MongoDB Offers Field Level Encryption

MongoDB now has the ability to encrypt data by field:

MongoDB calls the new feature Field Level Encryption. It works kind of like end-to-end encrypted messaging, which scrambles data as it moves across the internet, revealing it only to the sender and the recipient. In such a “client-side” encryption scheme, databases utilizing Field Level Encryption will not only require a system login, but will additionally require specific keys to process and decrypt specific chunks of data locally on a user’s device as needed. That means MongoDB itself and cloud providers won’t be able to access customer data, and a database’s administrators or remote managers don’t need to have access to everything either.

For regular users, not much will be visibly different. If their credentials are stolen and they aren’t using multifactor authentication, an attacker will still be able to access everything the victim could. But the new feature is meant to eliminate single points of failure. With Field Level Encryption in place, a hacker who steals an administrative username and password, or finds a software vulnerability that gives them system access, still won’t be able to use these holes to access readable data.

Tags: authentication, cryptography, encryption, hacking, keys

Posted on June 26, 2019 at 1:03 PM • 22 Comments

Comments

Alejandro • June 26, 2019 1:40 PM

Sounds wonderful.

What’s the catch?

Steven Clark • June 26, 2019 1:45 PM

I’m not getting the part where the database should have any say in this. Shouldn’t every database be capable of field level encryption if you choose the right raw field types and encrypt at the application?

Jeremy • June 26, 2019 2:32 PM

@Steven Clark – Agreed.

@Alejandro – I don’t have technical details for this particular implementation, but the typical drawbacks to having the client end-to-end encrypt data that’s going to be stored on a server are:

The server cannot search, filter, index, or otherwise process the data in any way.
The server cannot compress or deduplicate the data, and thus needs more storage space (and possibly more bandwidth). Clients can potentially compress before encrypting, but cannot deduplicate data across multiple accounts.
The client can only read the data from a device where their key is stored.
If the client loses their key, the data is unrecoverable.

Gweihir • June 26, 2019 2:41 PM

On the other hand, an Attacker that has time and collects data that is being accessed still gets pretty much everything of value.

Gweihir • June 26, 2019 2:44 PM

Ah, correction, the attacker will get everything that was used to search and select this data. That still has to be done or the whole benefits of using a DB goes out the window. Sounds excessively slow as it is though.

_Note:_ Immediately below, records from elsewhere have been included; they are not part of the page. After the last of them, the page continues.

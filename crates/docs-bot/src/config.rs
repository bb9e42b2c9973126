//! Bot configuration and credential loading.

use serde::Deserialize;
use std::fmt;
use std::path::{Path, PathBuf};
use tracing::debug;

use crate::command::DEFAULT_TRIGGER;
use crate::error::{BotError, Result};
use crate::supervisor::RetryPolicy;

/// Environment variable holding the Reddit API client id.
pub const ENV_CLIENT_ID: &str = "REDDIT_DOC_BOT_ID";
/// Environment variable holding the Reddit API client secret.
pub const ENV_CLIENT_SECRET: &str = "REDDIT_DOC_BOT_SECRET";
/// Environment variable holding the bot account name.
pub const ENV_USERNAME: &str = "REDDIT_DOC_BOT_USER";
/// Environment variable holding the bot account password.
pub const ENV_PASSWORD: &str = "REDDIT_DOC_BOT_PASSWORD";

/// User agent sent with every request.
pub const USER_AGENT: &str = concat!(
    "(docs-bot/",
    env!("CARGO_PKG_VERSION"),
    ") py_docs_bot - scanning comments in r/learnpython and replying with python documentation links"
);

/// Reddit script-app credentials.
#[derive(Clone, PartialEq, Eq, Deserialize)]
pub struct Credentials {
    pub client_id: String,
    pub client_secret: String,
    pub username: String,
    pub password: String,
}

impl fmt::Debug for Credentials {
    fn fmt(&self, f: &mut fmt::Formatter<'_>) -> fmt::Result {
        f.debug_struct("Credentials")
            .field("client_id", &self.client_id)
            .field("client_secret", &"<redacted>")
            .field("username", &self.username)
            .field("password", &"<redacted>")
            .finish()
    }
}

/// Layout of the credentials file.
///
/// ```toml
/// [reddit]
/// client_id = "..."
/// client_secret = "..."
/// username = "..."
/// password = "..."
/// ```
#[derive(Deserialize)]
struct CredentialsFile {
    reddit: Credentials,
}

impl Credentials {
    /// Load credentials from `path`, falling back to the environment.
    ///
    /// The file is used only if it parses and has all four values; otherwise
    /// all four environment variables must be set.
    pub fn load(path: &Path) -> Result<Self> {
        match Self::from_file(path) {
            Ok(credentials) => {
                debug!(path = %path.display(), "Loaded credentials from file");
                return Ok(credentials);
            }
            Err(e) => {
                debug!(path = %path.display(), error = %e, "No usable credentials file");
            }
        }

        debug!("Checking environment variables for credentials");
        let credentials = Self::from_env().ok_or_else(|| BotError::MissingCredentials {
            file: path.to_path_buf(),
        })?;
        debug!("Credentials loaded from environment variables");
        Ok(credentials)
    }

    /// Read credentials from the `[reddit]` table of a TOML file.
    pub fn from_file(path: &Path) -> Result<Self> {
        let content = std::fs::read_to_string(path)?;
        let file: CredentialsFile = toml::from_str(&content)?;
        Ok(file.reddit)
    }

    /// Read credentials from the four environment variables.
    #[must_use]
    pub fn from_env() -> Option<Self> {
        Self::from_lookup(|key| std::env::var(key).ok())
    }

    fn from_lookup(lookup: impl Fn(&str) -> Option<String>) -> Option<Self> {
        Some(Self {
            client_id: lookup(ENV_CLIENT_ID)?,
            client_secret: lookup(ENV_CLIENT_SECRET)?,
            username: lookup(ENV_USERNAME)?,
            password: lookup(ENV_PASSWORD)?,
        })
    }
}

/// Runtime settings for the monitoring loop.
#[derive(Debug, Clone)]
pub struct BotConfig {
    /// Subreddit whose comments are monitored.
    pub subreddit: String,
    /// Command token that starts a request line.
    pub trigger: String,
    /// Reference table location.
    pub datastore_path: PathBuf,
    /// Documentation host override; python.org when unset.
    pub docs_host: Option<String>,
    /// Credentials file location.
    pub credentials_path: PathBuf,
    /// Ignore comments that existed before the bot started.
    pub skip_existing: bool,
    /// Restart policy for the monitoring task.
    pub retry: RetryPolicy,
}

impl Default for BotConfig {
    fn default() -> Self {
        Self {
            subreddit: "learnpython".to_string(),
            trigger: DEFAULT_TRIGGER.to_string(),
            datastore_path: PathBuf::from("datastore/datastore.json"),
            docs_host: None,
            credentials_path: PathBuf::from("credentials.toml"),
            skip_existing: true,
            retry: RetryPolicy::default(),
        }
    }
}

#[cfg(test)]
mod tests {
    use super::*;
    use serial_test::serial;
    use std::collections::HashMap;

    const FILE: &str = r#"
[reddit]
client_id = "file-id"
client_secret = "file-secret"
username = "py_reference_bot"
password = "hunter2"
"#;

    fn clear_env() {
        for key in [ENV_CLIENT_ID, ENV_CLIENT_SECRET, ENV_USERNAME, ENV_PASSWORD] {
            std::env::remove_var(key);
        }
    }

    #[test]
    fn test_from_file() {
        let dir = tempfile::tempdir().unwrap();
        let path = dir.path().join("credentials.toml");
        std::fs::write(&path, FILE).unwrap();

        let credentials = Credentials::from_file(&path).unwrap();
        assert_eq!(credentials.client_id, "file-id");
        assert_eq!(credentials.username, "py_reference_bot");
    }

    #[test]
    fn test_from_lookup_requires_all_values() {
        let mut vars = HashMap::from([
            (ENV_CLIENT_ID, "id"),
            (ENV_CLIENT_SECRET, "secret"),
            (ENV_USERNAME, "user"),
        ]);
        assert!(Credentials::from_lookup(|key| vars.get(key).map(ToString::to_string)).is_none());

        vars.insert(ENV_PASSWORD, "pw");
        let credentials =
            Credentials::from_lookup(|key| vars.get(key).map(ToString::to_string)).unwrap();
        assert_eq!(credentials.password, "pw");
    }

    #[test]
    fn test_debug_redacts_secrets() {
        let credentials = Credentials {
            client_id: "id".to_string(),
            client_secret: "secret".to_string(),
            username: "user".to_string(),
            password: "pw".to_string(),
        };
        let debug = format!("{credentials:?}");
        assert!(debug.contains("<redacted>"));
        assert!(!debug.contains("secret\""));
        assert!(!debug.contains("pw"));
    }

    #[test]
    #[serial]
    fn test_load_prefers_file() {
        clear_env();
        std::env::set_var(ENV_CLIENT_ID, "env-id");

        let dir = tempfile::tempdir().unwrap();
        let path = dir.path().join("credentials.toml");
        std::fs::write(&path, FILE).unwrap();

        let credentials = Credentials::load(&path).unwrap();
        assert_eq!(credentials.client_id, "file-id");
        clear_env();
    }

    #[test]
    #[serial]
    fn test_load_falls_back_to_env() {
        clear_env();
        std::env::set_var(ENV_CLIENT_ID, "env-id");
        std::env::set_var(ENV_CLIENT_SECRET, "env-secret");
        std::env::set_var(ENV_USERNAME, "env-user");
        std::env::set_var(ENV_PASSWORD, "env-pw");

        let dir = tempfile::tempdir().unwrap();
        let path = dir.path().join("credentials.toml");
        // Missing password: the whole file is ignored
        std::fs::write(&path, "[reddit]\nclient_id = \"file-id\"\n").unwrap();

        let credentials = Credentials::load(&path).unwrap();
        assert_eq!(credentials.client_id, "env-id");
        assert_eq!(credentials.password, "env-pw");
        clear_env();
    }

    #[test]
    #[serial]
    fn test_load_without_any_source_fails() {
        clear_env();
        let err = Credentials::load(Path::new("/nonexistent/credentials.toml")).unwrap_err();
        assert!(matches!(err, BotError::MissingCredentials { .. }));
    }

    #[test]
    fn test_default_config() {
        let config = BotConfig::default();
        assert_eq!(config.subreddit, "learnpython");
        assert_eq!(config.trigger, "!docs");
        assert!(config.skip_existing);
        assert!(config.docs_host.is_none());
    }
}
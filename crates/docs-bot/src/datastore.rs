//! Static reference data loaded once at startup.
//!
//! The table is never mutated after [`ReferenceTable::load`] returns; callers
//! share it behind an `Arc`.

use serde::Deserialize;
use std::collections::HashSet;
use std::path::Path;

use crate::error::{BotError, Result};

/// A titled section of the language documentation.
#[derive(Debug, Clone, PartialEq, Eq, Deserialize)]
pub struct DocSection {
    /// Section title as stored (usually lowercase).
    pub title: String,
    /// Canonical link to the section.
    pub link: String,
}

/// Read-only lookup data used by the resolvers.
#[derive(Debug, Clone, Default, Deserialize)]
pub struct ReferenceTable {
    /// Language reference sections, in file order.
    #[serde(rename = "docs_sections")]
    pub sections: Vec<DocSection>,
    /// Built-in functions documented on the shared functions page.
    #[serde(rename = "builtin_functions")]
    pub builtins: HashSet<String>,
}

impl ReferenceTable {
    /// Load the table from a JSON file.
    pub fn load(path: &Path) -> Result<Self> {
        let content = std::fs::read_to_string(path).map_err(|e| BotError::ReferenceTable {
            path: path.to_path_buf(),
            reason: e.to_string(),
        })?;
        let table = Self::from_json(&content).map_err(|e| BotError::ReferenceTable {
            path: path.to_path_buf(),
            reason: e.to_string(),
        })?;

        tracing::debug!(
            path = %path.display(),
            sections = table.sections.len(),
            builtins = table.builtins.len(),
            "Loaded reference table"
        );
        Ok(table)
    }

    /// Parse the table from a JSON string.
    pub fn from_json(content: &str) -> Result<Self> {
        Ok(serde_json::from_str(content)?)
    }

    /// Whether `name` is a built-in function (case-sensitive).
    #[must_use]
    pub fn is_builtin(&self, name: &str) -> bool {
        self.builtins.contains(name)
    }
}
//! Shared helpers for integration tests.
//!
//! Each test binary uses a subset; helpers only some binaries need carry
//! `#[allow(dead_code)]`.

use async_trait::async_trait;
use axum::{
    extract::State,
    http::{StatusCode, Uri},
    response::{IntoResponse, Redirect, Response},
    Router,
};
use docs_bot::{
    BotError, Comment, CommentReplier, CommentSource, DocsResolver, DocsUrls, HttpProber,
    ReferenceTable, Result,
};
use std::collections::{HashSet, VecDeque};
use std::net::SocketAddr;
use std::sync::atomic::{AtomicUsize, Ordering};
use std::sync::{Arc, Mutex};
use tokio::net::TcpListener;

// =============================================================================
// Mock documentation host
// =============================================================================

/// Shared state for the mock documentation host.
#[derive(Default)]
pub struct MockDocsState {
    /// Paths answered with 200.
    pages: HashSet<String>,
    /// Paths answered with a redirect to another path.
    redirects: Vec<(String, String)>,
    /// Paths answered with 500.
    broken: HashSet<String>,
    /// Number of requests received.
    request_count: AtomicUsize,
}

impl MockDocsState {
    pub fn request_count(&self) -> usize {
        self.request_count.load(Ordering::SeqCst)
    }
}

async fn serve_page(State(state): State<Arc<MockDocsState>>, uri: Uri) -> Response {
    let path = uri.path().to_string();
    state.request_count.fetch_add(1, Ordering::SeqCst);

    if let Some((_, target)) = state.redirects.iter().find(|(from, _)| *from == path) {
        return Redirect::temporary(target).into_response();
    }
    if state.broken.contains(&path) {
        return StatusCode::INTERNAL_SERVER_ERROR.into_response();
    }
    if state.pages.contains(&path) {
        (StatusCode::OK, "<html>docs</html>").into_response()
    } else {
        StatusCode::NOT_FOUND.into_response()
    }
}

/// Builder for the mock documentation host.
#[derive(Default)]
pub struct MockDocs {
    state: MockDocsState,
}

impl MockDocs {
    pub fn new() -> Self {
        Self::default()
    }

    pub fn page(mut self, path: &str) -> Self {
        self.state.pages.insert(path.to_string());
        self
    }

    #[allow(dead_code)]
    pub fn redirect(mut self, from: &str, to: &str) -> Self {
        self.state.redirects.push((from.to_string(), to.to_string()));
        self
    }

    #[allow(dead_code)]
    pub fn broken(mut self, path: &str) -> Self {
        self.state.broken.insert(path.to_string());
        self
    }

    /// Start the host on a random port.
    pub async fn start(self) -> (SocketAddr, Arc<MockDocsState>) {
        let state = Arc::new(self.state);
        let app = Router::new()
            .fallback(serve_page)
            .with_state(Arc::clone(&state));

        let listener = TcpListener::bind("127.0.0.1:0").await.unwrap();
        let addr = listener.local_addr().unwrap();

        tokio::spawn(async move {
            axum::serve(listener, app).await.unwrap();
        });

        (addr, state)
    }
}

/// An address nothing is listening on.
pub async fn closed_addr() -> SocketAddr {
    let listener = TcpListener::bind("127.0.0.1:0").await.unwrap();
    let addr = listener.local_addr().unwrap();
    drop(listener);
    addr
}

// =============================================================================
// Resolver fixtures
// =============================================================================

#[allow(dead_code)]
pub fn table() -> ReferenceTable {
    ReferenceTable::from_json(
        r#"{
            "docs_sections": [
                {"title": "the while statement", "link": "https://docs.python.org/3/reference/compound_stmts.html#the-while-statement"},
                {"title": "list comprehensions", "link": "https://docs.python.org/3/tutorial/datastructures.html#list-comprehensions"}
            ],
            "builtin_functions": ["zip", "map", "enumerate"]
        }"#,
    )
    .unwrap()
}

/// Resolver probing the given host with a real HTTP client.
#[allow(dead_code)]
pub fn resolver_for(addr: SocketAddr) -> DocsResolver {
    let prober = HttpProber::new("docs-bot-tests").unwrap();
    DocsResolver::with_urls(
        Arc::new(table()),
        Arc::new(prober),
        DocsUrls::with_host(&format!("http://{addr}")),
    )
}

// =============================================================================
// Comment fakes
// =============================================================================

/// Finite comment source.
#[allow(dead_code)]
pub struct VecSource {
    comments: VecDeque<Comment>,
}

#[allow(dead_code)]
impl VecSource {
    pub fn new(comments: Vec<Comment>) -> Self {
        Self {
            comments: comments.into(),
        }
    }
}

#[async_trait]
impl CommentSource for VecSource {
    async fn next_comment(&mut self) -> Result<Option<Comment>> {
        Ok(self.comments.pop_front())
    }
}

/// Replier that records every reply.
#[allow(dead_code)]
#[derive(Default)]
pub struct RecordingReplier {
    replies: Mutex<Vec<(String, String)>>,
}

#[allow(dead_code)]
impl RecordingReplier {
    pub fn replies(&self) -> Vec<(String, String)> {
        self.replies.lock().unwrap().clone()
    }
}

#[async_trait]
impl CommentReplier for RecordingReplier {
    async fn reply(&self, comment: &Comment, body: &str) -> Result<()> {
        self.replies
            .lock()
            .unwrap()
            .push((comment.id.clone(), body.to_string()));
        Ok(())
    }
}

/// Replier that always fails.
#[allow(dead_code)]
pub struct FailingReplier;

#[async_trait]
impl CommentReplier for FailingReplier {
    async fn reply(&self, _comment: &Comment, _body: &str) -> Result<()> {
        Err(BotError::Reddit("SUBREDDIT_NOEXIST".to_string()))
    }
}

Sed Contra • June 26, 2019 3:00 PM

So we will never have to hear it said that “MongoDB pwned in game of life”.

https://youtube.com/watch?v=SKRma7PDW10

David Leppik • June 26, 2019 5:08 PM

Looking at the release notes, they give an example of a record containing personal information. The person’s name is public, but Social Security Number, Phone, and Email are each encrypted.

It’s somewhat more convenient and obvious than storing encrypted fields in a database where the database doesn’t know anything about the encryption. They’ve taken a simple programming task and turned it into a DB administration task. I suspect they wouldn’t have bothered, except that as a primarily cloud-hosted database they can offer it as a service.

Doug • June 26, 2019 5:52 PM

Available in Lotus/IBM/HCL Notes since 1993. Glad the rest of the world is catching up!

This is a brief description that is for version 8.5 but applies back to the original rev.

https://www.ibm.com/support/knowledgecenter/en/SSVRGU_8.5.3/com.ibm.designer.domino.main.doc/H_DOCUMENT_AND_FIELD_ENCRYPTION_OVERVIEW.html

Mike D. • June 26, 2019 7:50 PM

@Jeremy Couldn’t the database deduplicate on a full-field basis, in the specific case where the same user using the same key stores the same object using, say, different devices? It would seem the ciphertexts would match in this case. The server could use hashes to detect candidate duplicates and full compares to be sure.

Evan • June 26, 2019 8:37 PM

@Mike D.

I haven’t looked at this implementation, but it would be reasonable to use a salt value (even the row key would do) to prevent two fields with the same data hashing to the same value. The fact that two encrypted rows are the same is actually pretty useful for correlation (and possibly frequency analysis).

IIRC, MongoDB is mostly key-value rather than rich indexes like and aggregation like SQL. This means that you don’t lose much expressiveness if you encrypt the value part.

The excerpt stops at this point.